The appropriate measure of association when you have one categorical and one numeric variable is:
* *Eta squared*

This tells us the strength of the association but not the direction (we need to infer this from the summary tables above). *Eta squared* coefficient ranges from 0 to 1, with higher values representing stronger associations.

In [None]:
install.packages("lsr") # install the necessary package - only needs to be done once

In [None]:
library(lsr) # import the package containing the `etaSquared()` command

In [None]:
model <- aov(attconservative ~ agrp, data = natsal)
etaSquared(model)

The low value for the *Eta squared* coefficient implies that there is a weak-to-non-existent association between attitudes to sex and age, despite the pattern observed in the table of means. This makes sense, as the variation in average attitude across age groups is very small and really only noticeable when we compare the youngest and oldest age groups: for example, there is little variation between the three youngest age groups.

### Numeric & Numeric

Finally, we consider associations between two numeric variables, often known as **correlation** analysis. 

Let's examine whether there is an association between the age you had your first child and attitude to sex.

#### Joint distribution

Firstly, we can examine the distribution of each variable side-by-side:

In [None]:
# create a figure with two plots
# set graphical parameters for a figure of one row, two columns
par(mfrow = c(1, 2))

hist(natsal$dage1ch)
hist(natsal$attconservative)

A better way of displaying the joint distribution of two numeric variables is to use a **scatterplot**:

In [None]:
plot(natsal$dage1ch, natsal$attconservative) # X variable (axis) is listed first, Y variable (axis) second

A visual inspection of the joint distribution does not reveal any obvious pattern or relationship: as the age at which an individual had their first child increases, there does not seem to be any obvious change in attitude to sex. We can confirm our interpretation by calculating an appropriate measure of association.

#### Measure of association

We will use the following measure of association:
* *Pearson's correlation coefficient (r)*

Similar to other measures of association, it tells us the strength and direction of the association between two variables. The coefficient ranges between -1 and 1, with negative values representing negative associations, and positive values positive associations. Values closer to -1 or 1 indicate stronger associations than those closer to 0.

In [None]:
cor(natsal$dage1ch, natsal$attconservative, use = "complete.obs")
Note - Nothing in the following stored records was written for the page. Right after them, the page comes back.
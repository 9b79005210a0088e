//! Interactive confirmation gate on the terminal.

use std::io::{self, BufRead, Write};
use std::sync::Arc;

use history::Proposal;
use runtime::{ConfirmationOutcome, Interaction, Operator, describe_proposal};
use serde_json::{Value, json};
use tokio::sync::{Mutex, MutexGuard};
use tracing::warn;

/// Exclusive use of stdout.
///
/// Held by the operator for the whole of a prompt and by the event printer
/// for each event, so session updates queue behind an open question.
#[derive(Debug, Clone, Default)]
pub struct Terminal {
    lock: Arc<Mutex<()>>,
}

impl Terminal {
    pub async fn hold(&self) -> MutexGuard<'_, ()> {
        self.lock.lock().await
    }
}

/// Operator that asks the person at the terminal.
///
/// Stdin is read on the blocking pool so the session task never stalls
/// the runtime. End of input is taken as an abort.
#[derive(Debug, Clone, Default)]
pub struct ConsoleOperator {
    terminal: Terminal,
}

#[derive(Debug, Clone, Copy, PartialEq, Eq)]
enum Choice {
    Yes,
    Redo,
    Abort,
}

fn parse_choice(input: &str) -> Option<Choice> {
    match input.trim().to_ascii_lowercase().as_str() {
        "" | "y" | "yes" | "c" | "confirm" => Some(Choice::Yes),
        "r" | "redo" | "n" | "no" | "reject" => Some(Choice::Redo),
        "a" | "abort" | "q" | "quit" => Some(Choice::Abort),
        _ => None,
    }
}

/// Print `prompt` and read one line. `None` on end of input.
fn read_line(prompt: &str) -> io::Result<Option<String>> {
    let mut stdout = io::stdout().lock();
    stdout.write_all(prompt.as_bytes())?;
    stdout.flush()?;
    drop(stdout);

    let mut line = String::new();
    if io::stdin().lock().read_line(&mut line)? == 0 {
        return Ok(None);
    }
    Ok(Some(line.trim_end_matches(['\r', '\n']).to_string()))
}

async fn ask(prompt: String) -> io::Result<Option<String>> {
    tokio::task::spawn_blocking(move || read_line(&prompt))
        .await
        .map_err(io::Error::other)?
}

/// Keep asking until the answer parses.
async fn ask_choice(prompt: &str) -> io::Result<Option<Choice>> {
    loop {
        let Some(answer) = ask(prompt.to_string()).await? else {
            return Ok(None);
        };
        if let Some(choice) = parse_choice(&answer) {
            return Ok(Some(choice));
        }
        println!("Please answer y, r, or a.");
    }
}

impl ConsoleOperator {
    pub fn new(terminal: Terminal) -> Self {
        Self { terminal }
    }

    async fn confirm_inner(&self, proposal: &Proposal) -> io::Result<ConfirmationOutcome> {
        let _terminal = self.terminal.hold().await;
        println!("\n--- Proposed next step ---\n{}", describe_proposal(proposal));
        match ask_choice("[y]es / [r]edo / [a]bort: ").await? {
            Some(Choice::Yes) => Ok(ConfirmationOutcome::Confirm),
            Some(Choice::Redo) => {
                let feedback = ask("What should change? ".to_string()).await?;
                Ok(ConfirmationOutcome::redo(feedback.unwrap_or_default()))
            }
            Some(Choice::Abort) | None => Ok(ConfirmationOutcome::Abort),
        }
    }

    async fn interact_inner(&self, interaction: &Interaction) -> io::Result<Value> {
        let _terminal = self.terminal.hold().await;
        match interaction {
            Interaction::ShowInformation { title, message } => {
                println!("\n[{title}]\n{message}");
                Ok(json!({"status": "shown"}))
            }
            Interaction::GetConfirmation {
                message,
                instructions,
            } => {
                println!("\n{message}");
                if let Some(instructions) = instructions {
                    println!("{instructions}");
                }
                match ask_choice("[y]es / [r]eject / [a]bort: ").await? {
                    Some(Choice::Yes) => Ok(json!({"choice": "confirm", "feedback": null})),
                    Some(Choice::Redo) => {
                        let feedback = ask("Why? ".to_string()).await?;
                        Ok(json!({"choice": "reject", "feedback": feedback}))
                    }
                    Some(Choice::Abort) | None => Ok(json!({"choice": "abort", "feedback": null})),
                }
            }
            Interaction::ReportError {
                message,
                error_type,
                details,
            } => {
                match error_type {
                    Some(kind) => println!("\nError ({kind}): {message}"),
                    None => println!("\nError: {message}"),
                }
                if let Some(details) = details {
                    println!("{details}");
                }
                Ok(json!({"status": "error_reported"}))
            }
            Interaction::Escalate { question, context } => {
                println!("\nQuestion: {question}");
                if let Some(context) = context {
                    println!("Context: {context}");
                }
                Ok(match ask("> ".to_string()).await? {
                    Some(answer) if !answer.trim().is_empty() => {
                        json!({"status": "answered", "answer": answer.trim()})
                    }
                    _ => json!({"status": "unanswered", "answer": null}),
                })
            }
        }
    }
}

impl Operator for ConsoleOperator {
    async fn confirm(&self, proposal: &Proposal) -> ConfirmationOutcome {
        match self.confirm_inner(proposal).await {
            Ok(outcome) => outcome,
            Err(err) => {
                warn!(error = %err, "could not read confirmation; aborting");
                ConfirmationOutcome::Abort
            }
        }
    }

    async fn interact(&self, interaction: &Interaction) -> runtime::Result<Value> {
        Ok(self.interact_inner(interaction).await?)
    }
}

#[cfg(test)]
mod tests {
    use super::*;

    #[test]
    fn parses_choices() {
        assert_eq!(parse_choice(""), Some(Choice::Yes));
        assert_eq!(parse_choice("Y\n"), Some(Choice::Yes));
        assert_eq!(parse_choice(" redo "), Some(Choice::Redo));
        assert_eq!(parse_choice("n"), Some(Choice::Redo));
        assert_eq!(parse_choice("A"), Some(Choice::Abort));
        assert_eq!(parse_choice("maybe"), None);
    }

    #[tokio::test]
    async fn output_waits_for_an_open_prompt() {
        let terminal = Terminal::default();
        let prompt = terminal.hold().await;

        let printer = terminal.clone();
        let (printed_tx, mut printed_rx) = tokio::sync::oneshot::channel();
        let task = tokio::spawn(async move {
            let _out = printer.hold().await;
            let _ = printed_tx.send(());
        });

        tokio::time::sleep(std::time::Duration::from_millis(20)).await;
        assert!(printed_rx.try_recv().is_err());

        drop(prompt);
        task.await.unwrap();
        assert!(printed_rx.try_recv().is_ok());
    }
}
The correlation coefficient confirms our interpretation: there is a weak-to-non-existent negative association. That is, individuals who had their first child at an older age are slightly less likely to hold conservative attitudes to sex.

We can make the graph more interpretable by including the correlation coefficient as a line of best fit:

In [None]:
plot(natsal$dage1ch, natsal$attconservative)
abline(lm(natsal$attconservative ~ natsal$dage1ch))

## Conclusion

In this lesson we encountered a range of techniques for summarising more than one variable at a time, in particular focusing on whether two variables are related.

In this next lesson we focus on summarising the joint distribution of two variables, this time across values of a third variable, a technique known as *multivariate* analysis. We also look at how we can produce statistics that help us make claims about the *generalisability* of our results.